▶ **The task**
Down to the last line, repeat the entries exactly.

##############################

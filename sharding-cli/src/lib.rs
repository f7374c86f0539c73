// 私有模块声明
mod app;
mod cli;
mod commands;
mod init;
pub mod project_info; // 公开项目信息模块
mod utils;

// 通过 pub use 精确控制对外暴露的接口
pub use app::CliApp;
pub use cli::{Cli, Commands};
pub use commands::{GenerateOptions, run_generate};
pub use init::{run_init, run_init_in};
pub use utils::setup_logging;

##############################

▶ **Output for this task**
filename sharding-cli/src/lib.rs
repository f7374c86f0539c73
// 私有模块声明
mod app;
mod cli;
mod commands;
mod init;
pub mod project_info; // 公开项目信息模块
mod utils;

// 通过 pub use 精确控制对外暴露的接口
pub use app::CliApp;
pub use cli::{Cli, Commands};
pub use commands::{GenerateOptions, run_generate};
pub use init::{run_init, run_init_in};
pub use utils::setup_logging;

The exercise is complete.